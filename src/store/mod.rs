//! セッションストア
//!
//! 完了したセッションの記録を保持する。新しいものが先頭。
//! 状態機械からは追加（fire-and-forget）のみ使われ、
//! 一覧・日付絞り込み・集計・更新・削除はCLIのセッションログコマンドから使われる。

mod error;
mod json;
mod lock;
mod memory;

pub use error::{Result, StoreError};
pub use json::JsonSessionStore;
pub use memory::MemorySessionStore;

pub(crate) use lock::FileLock;

use std::collections::BTreeMap;

use chrono::{DateTime, Duration, Local, NaiveDate, Utc};
use uuid::Uuid;

use crate::types::{Session, SessionUpdate};

/// 週次集計の対象期間（日）
pub const WEEK_DAYS: i64 = 7;

/// カテゴリが空のセッションの集計名
pub const UNCATEGORIZED: &str = "未分類";

/// セッションの保存先
pub trait SessionStore: Send + Sync {
    /// セッションを先頭に追加し、追加したセッションを返す
    fn append(&self, session: Session) -> Result<Session>;

    /// 全セッション（新しい順）
    fn all(&self) -> Result<Vec<Session>>;

    /// セッションを部分更新
    fn update(&self, id: Uuid, update: &SessionUpdate) -> Result<Session>;

    /// セッションを削除（存在しなければ `false`）
    fn delete(&self, id: Uuid) -> Result<bool>;

    /// 全セッションを削除
    fn clear(&self) -> Result<()>;

    /// IDで取得
    fn get(&self, id: Uuid) -> Result<Option<Session>> {
        Ok(self.all()?.into_iter().find(|session| session.id == id))
    }

    /// 開始時刻のローカル日付が `date` のセッション
    fn by_date(&self, date: NaiveDate) -> Result<Vec<Session>> {
        Ok(filter_by_date(self.all()?, date))
    }

    /// 今日のセッション
    fn today(&self) -> Result<Vec<Session>> {
        self.by_date(Local::now().date_naive())
    }

    /// `now` から7日以内に開始したセッション
    fn week(&self, now: DateTime<Utc>) -> Result<Vec<Session>> {
        Ok(filter_since(self.all()?, now - Duration::days(WEEK_DAYS)))
    }
}

/// 開始時刻のローカル日付で絞り込む
pub fn filter_by_date(sessions: Vec<Session>, date: NaiveDate) -> Vec<Session> {
    sessions
        .into_iter()
        .filter(|session| session.start_time.with_timezone(&Local).date_naive() == date)
        .collect()
}

/// `since` 以降に開始したセッションに絞り込む
pub fn filter_since(sessions: Vec<Session>, since: DateTime<Utc>) -> Vec<Session> {
    sessions
        .into_iter()
        .filter(|session| session.start_time >= since)
        .collect()
}

/// セッション一覧の合計作業時間（秒）
pub fn total_work_seconds(sessions: &[Session]) -> u64 {
    sessions
        .iter()
        .map(|session| u64::from(session.work_duration_seconds))
        .sum()
}

/// カテゴリ別の作業時間
#[derive(Debug, Clone, PartialEq, Eq)]
pub struct CategoryTotal {
    pub name: String,
    pub seconds: u64,
}

/// セッション一覧の集計
#[derive(Debug, Clone, PartialEq, Eq, Default)]
pub struct Summary {
    /// 合計作業時間（秒）
    pub total_seconds: u64,
    /// セッション数
    pub session_count: usize,
    /// カテゴリ別の作業時間（長い順、同じ長さは名前順）
    pub by_category: Vec<CategoryTotal>,
}

/// セッション一覧を集計する
pub fn summarize(sessions: &[Session]) -> Summary {
    let mut totals: BTreeMap<&str, u64> = BTreeMap::new();
    for session in sessions {
        let name = match session.details.category.trim() {
            "" => UNCATEGORIZED,
            name => name,
        };
        *totals.entry(name).or_default() += u64::from(session.work_duration_seconds);
    }

    let mut by_category: Vec<CategoryTotal> = totals
        .into_iter()
        .map(|(name, seconds)| CategoryTotal {
            name: name.to_string(),
            seconds,
        })
        .collect();
    // BTreeMap順（名前順）を保ったまま安定ソート
    by_category.sort_by(|a, b| b.seconds.cmp(&a.seconds));

    Summary {
        total_seconds: total_work_seconds(sessions),
        session_count: sessions.len(),
        by_category,
    }
}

+++++

__Instructions for the task__
From the listing above, give the number of lines in which the word "PartialEq" occurs, and nothing else.

__Solution below__
2